E, impugna os factos dados como provados no ponto 2- da matéria factual provada, os quais, alega, que deveriam ser remetidos para o elenco dos factos não provados; 5.ª – Parece, contudo, que a decisão recorrida não padece de erros de julgamento ou de algum dos vícios previstos no n.º 2 do art.º 410.º do Código de Processo Penal e, apurou e valorou correctamente a prova produzida, sem hiatos em matéria de produção de prova que seja preciso preencher; 6.ª – O Recorrente não discute que o art.º 125.º do Código da Estrada pressupõe a existência de um título de condução válido emitido por Estado estrangeiro nos termos do disposto no n.º 1, al. d) do aludido preceito legal para que seja susceptível de ser trocado por carta de condução nacional.
A validade do título de condução estrangeiro é, assim, indiscutível em face da interpretação conjugada com o art.º 138.º do Código da Estrada.
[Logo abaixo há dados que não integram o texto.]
//! Reversible edit operations
//!
//! Every variant records exactly what it needs to run in both directions.
//! `redo` and `undo` are total: they are only ever called in stack order, so
//! the state they find is the state they left. A delta that references a
//! missing map panics, since that means history and world have diverged.

use crate::project::World;
use pok_map_core::link::{connect_with_ids, remove_link_side, restore_links, sever_link};
use pok_map_core::{
    resize_map, unresize_map, CellState, CoveredCells, LinkEndpoint, LinkIds, Npc, PlacedObject,
    RemovedLinks, ResizeOrigin, ResizeRecord, TileValue,
};
use serde::{Deserialize, Serialize};
use std::collections::HashMap;

/// One undoable edit
#[derive(Debug, Clone, Serialize, Deserialize)]
pub enum Delta {
    Pencil(PencilDelta),
    Eraser(EraserDelta),
    Bucket(BucketDelta),
    Collision(CollisionDelta),
    Autotile(AutotileDelta),
    Object(ObjectDelta),
    RemoveObject(RemoveObjectDelta),
    Npc(NpcDelta),
    RemoveNpc(RemoveNpcDelta),
    Link(LinkDelta),
    RemoveLink(RemoveLinkDelta),
    Resize(ResizeDelta),
    AddLayer(AddLayerDelta),
}

impl Delta {
    pub fn undo(&mut self, world: &mut World) {
        match self {
            Delta::Pencil(d) => d.undo(world),
            Delta::Eraser(d) => d.undo(world),
            Delta::Bucket(d) => d.undo(world),
            Delta::Collision(d) => d.undo(world),
            Delta::Autotile(d) => d.undo(world),
            Delta::Object(d) => d.undo(world),
            Delta::RemoveObject(d) => d.undo(world),
            Delta::Npc(d) => d.undo(world),
            Delta::RemoveNpc(d) => d.undo(world),
            Delta::Link(d) => d.undo(world),
            Delta::RemoveLink(d) => d.undo(world),
            Delta::Resize(d) => d.undo(world),
            Delta::AddLayer(d) => d.undo(world),
        }
    }

    pub fn redo(&mut self, world: &mut World) {
        match self {
            Delta::Pencil(d) => d.redo(world),
            Delta::Eraser(d) => d.redo(world),
            Delta::Bucket(d) => d.redo(world),
            Delta::Collision(d) => d.redo(world),
            Delta::Autotile(d) => d.redo(world),
            Delta::Object(d) => d.redo(world),
            Delta::RemoveObject(d) => d.redo(world),
            Delta::Npc(d) => d.redo(world),
            Delta::RemoveNpc(d) => d.redo(world),
            Delta::Link(d) => d.redo(world),
            Delta::RemoveLink(d) => d.redo(world),
            Delta::Resize(d) => d.redo(world),
            Delta::AddLayer(d) => d.redo(world),
        }
    }

    /// Human readable name for menus ("Undo Pencil")
    pub fn description(&self) -> &'static str {
        match self {
            Delta::Pencil(_) => "Pencil",
            Delta::Eraser(_) => "Eraser",
            Delta::Bucket(_) => "Bucket Fill",
            Delta::Collision(_) => "Toggle Collision",
            Delta::Autotile(_) => "Autotile",
            Delta::Object(_) => "Place Object",
            Delta::RemoveObject(_) => "Remove Object",
            Delta::Npc(_) => "Place NPC",
            Delta::RemoveNpc(_) => "Remove NPC",
            Delta::Link(_) => "Link Maps",
            Delta::RemoveLink(_) => "Remove Link",
            Delta::Resize(_) => "Resize Map",
            Delta::AddLayer(_) => "Add Layer",
        }
    }
}

/// Tile values of a set of cells in one layer, captured before an edit
#[derive(Debug, Clone, Default, PartialEq, Serialize, Deserialize)]
pub struct CellBatch {
    pub tile_map_index: usize,
    pub z: usize,
    pub indices: Vec<usize>,
    pub old_values: Vec<TileValue>,
}

impl CellBatch {
    /// Capture the current values of `indices`, skipping duplicates and
    /// cells outside the layer
    pub fn capture(world: &World, tile_map_index: usize, z: usize, indices: &[usize]) -> Self {
        let mut batch = CellBatch {
            tile_map_index,
            z,
            ..Default::default()
        };
        let Some(map) = world.get_map(tile_map_index) else {
            return batch;
        };
        let mut seen = std::collections::HashSet::new();
        for &index in indices {
            if !seen.insert(index) {
                continue;
            }
            if let Some(value) = map.value(z, index) {
                batch.indices.push(index);
                batch.old_values.push(value);
            }
        }
        batch
    }

    pub fn is_empty(&self) -> bool {
        self.indices.is_empty()
    }

    /// Record one more cell with its prior value
    pub fn push(&mut self, index: usize, old: TileValue) {
        self.indices.push(index);
        self.old_values.push(old);
    }

    fn fill(&self, world: &mut World, value: TileValue) {
        let map = &mut world.tile_maps[self.tile_map_index];
        for &index in &self.indices {
            map.set_value(self.z, index, value);
        }
    }

    fn restore(&self, world: &mut World) {
        let map = &mut world.tile_maps[self.tile_map_index];
        for (&index, &value) in self.indices.iter().zip(&self.old_values) {
            map.set_value(self.z, index, value);
        }
    }
}

/// Paint one tile into a set of cells
#[derive(Debug, Clone, PartialEq, Serialize, Deserialize)]
pub struct PencilDelta {
    pub cells: CellBatch,
    pub new_value: TileValue,
}

impl PencilDelta {
    pub fn undo(&mut self, world: &mut World) {
        self.cells.restore(world);
    }

    pub fn redo(&mut self, world: &mut World) {
        self.cells.fill(world, self.new_value);
    }
}

/// Clear a set of cells to the empty tile
#[derive(Debug, Clone, PartialEq, Serialize, Deserialize)]
pub struct EraserDelta {
    pub cells: CellBatch,
}

impl EraserDelta {
    pub fn undo(&mut self, world: &mut World) {
        self.cells.restore(world);
    }

    pub fn redo(&mut self, world: &mut World) {
        self.cells.fill(world, TileValue::EMPTY);
    }
}

/// Flood fill; `cells` is exactly the connected region found at construction
#[derive(Debug, Clone, PartialEq, Serialize, Deserialize)]
pub struct BucketDelta {
    pub cells: CellBatch,
    pub new_value: TileValue,
}

impl BucketDelta {
    pub fn undo(&mut self, world: &mut World) {
        self.cells.restore(world);
    }

    pub fn redo(&mut self, world: &mut World) {
        self.cells.fill(world, self.new_value);
    }
}

/// Toggle collision flags of a set of cells
#[derive(Debug, Clone, PartialEq, Serialize, Deserialize)]
pub struct CollisionDelta {
    pub tile_map_index: usize,
    pub z: usize,
    pub indices: Vec<usize>,
    pub old_values: Vec<bool>,
}

impl CollisionDelta {
    pub fn capture(world: &World, tile_map_index: usize, z: usize, indices: &[usize]) -> Self {
        let mut delta = CollisionDelta {
            tile_map_index,
            z,
            indices: Vec::new(),
            old_values: Vec::new(),
        };
        if let Some(map) = world.get_map(tile_map_index) {
            let mut seen = std::collections::HashSet::new();
            for &index in indices {
                if !seen.insert(index) {
                    continue;
                }
                if let Some(solid) = map.collision_at(z, index) {
                    delta.indices.push(index);
                    delta.old_values.push(solid);
                }
            }
        }
        delta
    }

    pub fn undo(&mut self, world: &mut World) {
        let map = &mut world.tile_maps[self.tile_map_index];
        for (&index, &solid) in self.indices.iter().zip(&self.old_values) {
            map.set_collision(self.z, index, solid);
        }
    }

    pub fn redo(&mut self, world: &mut World) {
        let map = &mut world.tile_maps[self.tile_map_index];
        for (&index, &solid) in self.indices.iter().zip(&self.old_values) {
            map.set_collision(self.z, index, !solid);
        }
    }
}

/// Cells rewritten by autotiling, possibly accumulated over a whole drag
#[derive(Debug, Clone, Default, PartialEq, Serialize, Deserialize)]
pub struct AutotileDelta {
    pub tile_map_index: usize,
    pub z: usize,
    pub old_values: HashMap<usize, TileValue>,
    pub new_values: HashMap<usize, TileValue>,
}

impl AutotileDelta {
    pub fn new(
        tile_map_index: usize,
        z: usize,
        old_values: HashMap<usize, TileValue>,
        new_values: HashMap<usize, TileValue>,
    ) -> Self {
        Self {
            tile_map_index,
            z,
            old_values,
            new_values,
        }
    }

    /// Merge a later step into this one.
    ///
    /// The first value ever recorded for a cell is its state before the
    /// gesture, so it is kept; the latest new value is the state after.
    pub fn join(&mut self, other: AutotileDelta) {
        for (index, value) in other.old_values {
            self.old_values.entry(index).or_insert(value);
        }
        self.new_values.extend(other.new_values);
    }

    pub fn is_empty(&self) -> bool {
        self.old_values.is_empty() && self.new_values.is_empty()
    }

    pub fn undo(&mut self, world: &mut World) {
        let map = &mut world.tile_maps[self.tile_map_index];
        for (&index, &value) in &self.old_values {
            map.set_value(self.z, index, value);
        }
    }

    pub fn redo(&mut self, world: &mut World) {
        let map = &mut world.tile_maps[self.tile_map_index];
        for (&index, &value) in &self.new_values {
            map.set_value(self.z, index, value);
        }
    }
}

/// Place an object from the palette
#[derive(Debug, Clone, PartialEq, Serialize, Deserialize)]
pub struct ObjectDelta {
    pub tile_map_index: usize,
    /// Position in the map's placed-object list
    pub placed_object_index: usize,
    pub placed: PlacedObject,
    /// Cells the object overwrote, captured on the last redo
    pub covered: Option<CoveredCells>,
}
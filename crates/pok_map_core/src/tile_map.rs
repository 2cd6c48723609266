//! A single map: layered tile grids plus the entries, exits, objects and NPCs placed on it

use crate::layer::{CellState, TileValue, EMPTY_TEXTURE_INDEX, EMPTY_TILE};
use crate::{Entry, Exit, MapError, Npc, PlacedObject};
use serde::{Deserialize, Serialize};

/// Largest width or height a map may have
pub const MAX_MAP_DIMENSION: i32 = 4096;

/// A tile map with one or more layers of equal size.
///
/// `tiles`, `texture_indices` and `collision` are indexed `[layer][y * width + x]`
/// and always have the same shape.
#[derive(Debug, Clone, PartialEq, Serialize, Deserialize)]
#[cfg_attr(feature = "bevy", derive(bevy::asset::Asset, bevy::reflect::TypePath))]
#[serde(rename_all = "camelCase")]
pub struct TileMap {
    pub width: i32,
    pub height: i32,
    pub tiles: Vec<Vec<i32>>,
    pub texture_indices: Vec<Vec<i32>>,
    pub collision: Vec<Vec<bool>>,
    #[serde(default)]
    pub entries: Vec<Entry>,
    #[serde(default)]
    pub exits: Vec<Exit>,
    #[serde(default)]
    pub npcs: Vec<Npc>,
    #[serde(default)]
    pub placed_objects: Vec<PlacedObject>,
}

impl TileMap {
    /// Create an empty single-layer map. Dimensions are clamped to
    /// `1..=MAX_MAP_DIMENSION`.
    pub fn new(width: i32, height: i32) -> Self {
        let width = width.clamp(1, MAX_MAP_DIMENSION);
        let height = height.clamp(1, MAX_MAP_DIMENSION);
        let size = (width * height) as usize;
        Self {
            width,
            height,
            tiles: vec![vec![EMPTY_TILE; size]],
            texture_indices: vec![vec![EMPTY_TEXTURE_INDEX; size]],
            collision: vec![vec![false; size]],
            entries: Vec::new(),
            exits: Vec::new(),
            npcs: Vec::new(),
            placed_objects: Vec::new(),
        }
    }

    /// Number of cells in every layer
    pub fn cell_count(&self) -> usize {
        (self.width * self.height) as usize
    }

    pub fn layer_count(&self) -> usize {
        self.tiles.len()
    }

    pub fn contains(&self, x: i32, y: i32) -> bool {
        x >= 0 && y >= 0 && x < self.width && y < self.height
    }

    /// Cell index for a coordinate, `None` when outside the map
    pub fn index_of(&self, x: i32, y: i32) -> Option<usize> {
        if self.contains(x, y) {
            Some((y * self.width + x) as usize)
        } else {
            None
        }
    }

    /// Coordinate of a cell index
    pub fn coords_of(&self, index: usize) -> (i32, i32) {
        let index = index as i32;
        (index % self.width, index / self.width)
    }

    /// Whether `(z, index)` addresses an allocated cell
    pub fn is_valid_cell(&self, z: usize, index: usize) -> bool {
        z < self.layer_count() && index < self.cell_count()
    }

    /// Get the tile and texture at a cell
    pub fn value(&self, z: usize, index: usize) -> Option<TileValue> {
        let tile = *self.tiles.get(z)?.get(index)?;
        let texture_index = *self.texture_indices.get(z)?.get(index)?;
        Some(TileValue::new(tile, texture_index))
    }

    /// Set the tile and texture at a cell. Returns false for cells outside the layer.
    pub fn set_value(&mut self, z: usize, index: usize, value: TileValue) -> bool {
        if !self.is_valid_cell(z, index) {
            return false;
        }
        self.tiles[z][index] = value.tile;
        self.texture_indices[z][index] = value.texture_index;
        true
    }

    pub fn collision_at(&self, z: usize, index: usize) -> Option<bool> {
        self.collision.get(z)?.get(index).copied()
    }

    pub fn set_collision(&mut self, z: usize, index: usize, solid: bool) -> bool {
        if !self.is_valid_cell(z, index) {
            return false;
        }
        self.collision[z][index] = solid;
        true
    }

    /// Get tile, texture and collision of a cell
    pub fn cell(&self, z: usize, index: usize) -> Option<CellState> {
        Some(CellState {
            value: self.value(z, index)?,
            collision: self.collision_at(z, index)?,
        })
    }

    pub fn set_cell(&mut self, z: usize, index: usize, cell: CellState) -> bool {
        self.set_value(z, index, cell.value) && self.set_collision(z, index, cell.collision)
    }

    /// Append an empty layer
    pub fn add_layer(&mut self) {
        let size = self.cell_count();
        self.tiles.push(vec![EMPTY_TILE; size]);
        self.texture_indices.push(vec![EMPTY_TEXTURE_INDEX; size]);
        self.collision.push(vec![false; size]);
    }

    /// Remove the topmost layer, keeping at least one
    pub fn pop_layer(&mut self) -> bool {
        if self.layer_count() <= 1 {
            return false;
        }
        self.tiles.pop();
        self.texture_indices.pop();
        self.collision.pop();
        true
    }

    /// Whether a character may not stand on a cell: outside the map, on a
    /// missing layer, on a collision cell or on a cell held by an NPC
    pub fn is_occupied(&self, x: i32, y: i32, z: usize) -> bool {
        let Some(index) = self.index_of(x, y) else {
            return true;
        };
        match self.collision_at(z, index) {
            None | Some(true) => return true,
            Some(false) => {}
        }
        self.npcs.iter().any(|npc| npc.x == x && npc.y == y)
    }

    /// Position of the entry with the given id
    pub fn entry_with_id(&self, id: i32) -> Option<usize> {
        self.entries.iter().position(|e| e.id == id)
    }

    pub fn exit_with_id(&self, id: i32) -> Option<usize> {
        self.exits.iter().position(|e| e.id == id)
    }

    /// Position of the exit placed on a cell
    pub fn exit_at(&self, x: i32, y: i32) -> Option<usize> {
        self.exits.iter().position(|e| e.x == x && e.y == y)
    }

    pub fn entry_at(&self, x: i32, y: i32) -> Option<usize> {
        self.entries.iter().position(|e| e.x == x && e.y == y)
    }

    /// Check that every layer array has `width * height` cells
    pub fn validate(&self) -> Result<(), MapError> {
        let in_range = |d: i32| (1..=MAX_MAP_DIMENSION).contains(&d);
        if !in_range(self.width) || !in_range(self.height) {
            return Err(MapError::Shape(format!(
                "dimensions must be within 1..={}, got {}x{}",
                MAX_MAP_DIMENSION, self.width, self.height
            )));
        }
        if self.tiles.is_empty() {
            return Err(MapError::Shape("map has no layers".to_string()));
        }
        if self.texture_indices.len() != self.tiles.len() || self.collision.len() != self.tiles.len()
        {
            return Err(MapError::Shape(format!(
                "layer count mismatch: {} tile layers, {} texture layers, {} collision layers",
                self.tiles.len(),
                self.texture_indices.len(),
                self.collision.len()
            )));
        }
        let size = self.cell_count();
        for z in 0..self.tiles.len() {
            let lens = [
                self.tiles[z].len(),
                self.texture_indices[z].len(),
                self.collision[z].len(),
            ];
            if lens.iter().any(|&len| len != size) {
                return Err(MapError::Shape(format!(
                    "layer {} has {:?} cells, expected {}",
                    z, lens, size
                )));
            }
        }
        Ok(())
    }
}

/// Remove every element matching `pred`, returning each with the position it
/// held before anything was removed
pub fn extract_where<T>(list: &mut Vec<T>, mut pred: impl FnMut(&T) -> bool) -> Vec<(usize, T)> {
    let mut removed = Vec::new();
    let mut kept = Vec::with_capacity(list.len());
    for (i, item) in list.drain(..).enumerate() {
        if pred(&item) {
            removed.push((i, item));
        } else {
            kept.push(item);
        }
    }
    *list = kept;
    removed
}

/// Undo [`extract_where`]: insert elements back at their recorded positions.
///
/// Positions are processed lowest first so every insertion lands where it
/// was before the removal.
pub fn reinsert_sorted<T: Clone>(list: &mut Vec<T>, removed: &[(usize, T)]) {
    let mut ordered: Vec<&(usize, T)> = removed.iter().collect();
    ordered.sort_by_key(|(i, _)| *i);
    for (i, item) in ordered {
        let at = (*i).min(list.len());
        list.insert(at, item.clone());
    }
}
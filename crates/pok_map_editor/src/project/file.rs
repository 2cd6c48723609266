//! Map file save/load operations for the world

use super::{MapDocument, MapOffset, World};
use crate::EditorError;
use pok_map_core::TileMap;
use std::path::Path;

impl World {
    /// Load a map from file and append it to the world.
    ///
    /// On failure the world is left untouched.
    pub fn open_map(&mut self, path: &Path, offset: MapOffset) -> Result<usize, EditorError> {
        let map = TileMap::load(path).map_err(|source| EditorError::Open {
            path: path.to_path_buf(),
            source,
        })?;
        let index = self.add_map(map.clone(), offset);
        self.documents[index] = MapDocument {
            path: Some(path.to_path_buf()),
            saved: Some(map),
        };
        Ok(index)
    }

    /// Save a map to `path`, or to the path it was loaded from
    pub fn save_map(&mut self, index: usize, path: Option<&Path>) -> Result<(), EditorError> {
        let map = self
            .tile_maps
            .get(index)
            .ok_or(EditorError::NoSuchMap(index))?;
        let path = match path {
            Some(path) => path.to_path_buf(),
            None => self.documents[index]
                .path
                .clone()
                .ok_or(EditorError::NoPath(index))?,
        };

        map.save(&path).map_err(|source| EditorError::Save {
            path: path.clone(),
            source,
        })?;

        self.documents[index] = MapDocument {
            path: Some(path),
            saved: Some(map.clone()),
        };
        Ok(())
    }

    /// Save every map that has a path and unsaved changes
    pub fn save_all(&mut self) -> Result<usize, EditorError> {
        let mut saved = 0;
        for index in self.unsaved_maps() {
            if self.documents[index].path.is_some() {
                self.save_map(index, None)?;
                saved += 1;
            }
        }
        Ok(saved)
    }
}

#[cfg(test)]
mod tests {
    use super::*;
    use pok_map_core::TileValue;

    #[test]
    fn test_open_and_save_tracks_changes() {
        let dir = tempfile::tempdir().unwrap();
        let path = dir.path().join("town.json");
        TileMap::new(3, 3).save(&path).unwrap();

        let mut world = World::new();
        let index = world.open_map(&path, MapOffset::default()).unwrap();
        assert!(!world.has_unsaved_changes());
        assert_eq!(world.map_path(index), Some(&path));

        world.tile_maps[index].set_value(0, 0, TileValue::new(1, 0));
        assert!(world.has_unsaved_changes());

        assert_eq!(world.save_all().unwrap(), 1);
        assert!(!world.has_unsaved_changes());
        assert_eq!(TileMap::load(&path).unwrap().tiles[0][0], 1);
    }

    #[test]
    fn test_failed_open_leaves_world_untouched() {
        let dir = tempfile::tempdir().unwrap();
        let path = dir.path().join("broken.json");
        std::fs::write(&path, r#"{"width": 2, "height": 2, "tiles": [[1]], "textureIndices": [[0]], "collision": [[false]]}"#).unwrap();

        let mut world = World::new();
        world.add_map(TileMap::new(2, 2), MapOffset::default());
        let before = world.tile_maps.clone();

        let result = world.open_map(&path, MapOffset::default());
        assert!(matches!(result, Err(EditorError::Open { .. })));
        assert_eq!(world.tile_maps, before);
        assert_eq!(world.offsets.len(), 1);
    }

    #[test]
    fn test_save_without_path_fails() {
        let mut world = World::new();
        world.add_map(TileMap::new(2, 2), MapOffset::default());
        assert!(matches!(world.save_map(0, None), Err(EditorError::NoPath(0))));
        assert!(matches!(world.save_map(3, None), Err(EditorError::NoSuchMap(3))));
    }
}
Veja-se, a este propósito, o Ac. do Tribunal da Relação de Lisboa, de 20-10-2020, publicado na web no site da DGSI, proferido no Processo n.º 872/18.2SILSB.L1-5; 7.ª – Em concreto, invoca o Recorrente que o art.º 125.º do Código da Estrada não comina a invalidade do título de condução estrangeiro como consequência da falta da sua troca por carta de condução nacional; e que o tribunal «a quo» fez uma errada interpretação e aplicação da norma jurídica aplicável (artigo 125º do Código da Estrada, nº 4) e fez uma incorrecta interpretação e apreciação da prova produzida em Audiência de Discussão e Julgamento, considerando como provada matéria de facto que não o devia ter sido e considerando inexistirem factos não provados.
Alega ainda, que:
- “(…) No ponto 2 dos factos provados, o Tribunal a quo considerou provado que o arguido não era titular de licença de condução válida [referia-se ao dia 08-08-2020, data da prática dos factos] e no ponto 10 dos factos provados, foi considerado que, em data anterior a Maio de 2004, o Arguido obteve licença de condução de veículos automóveis, licença essa com o nº. (…) e emitida pela República de Angola”.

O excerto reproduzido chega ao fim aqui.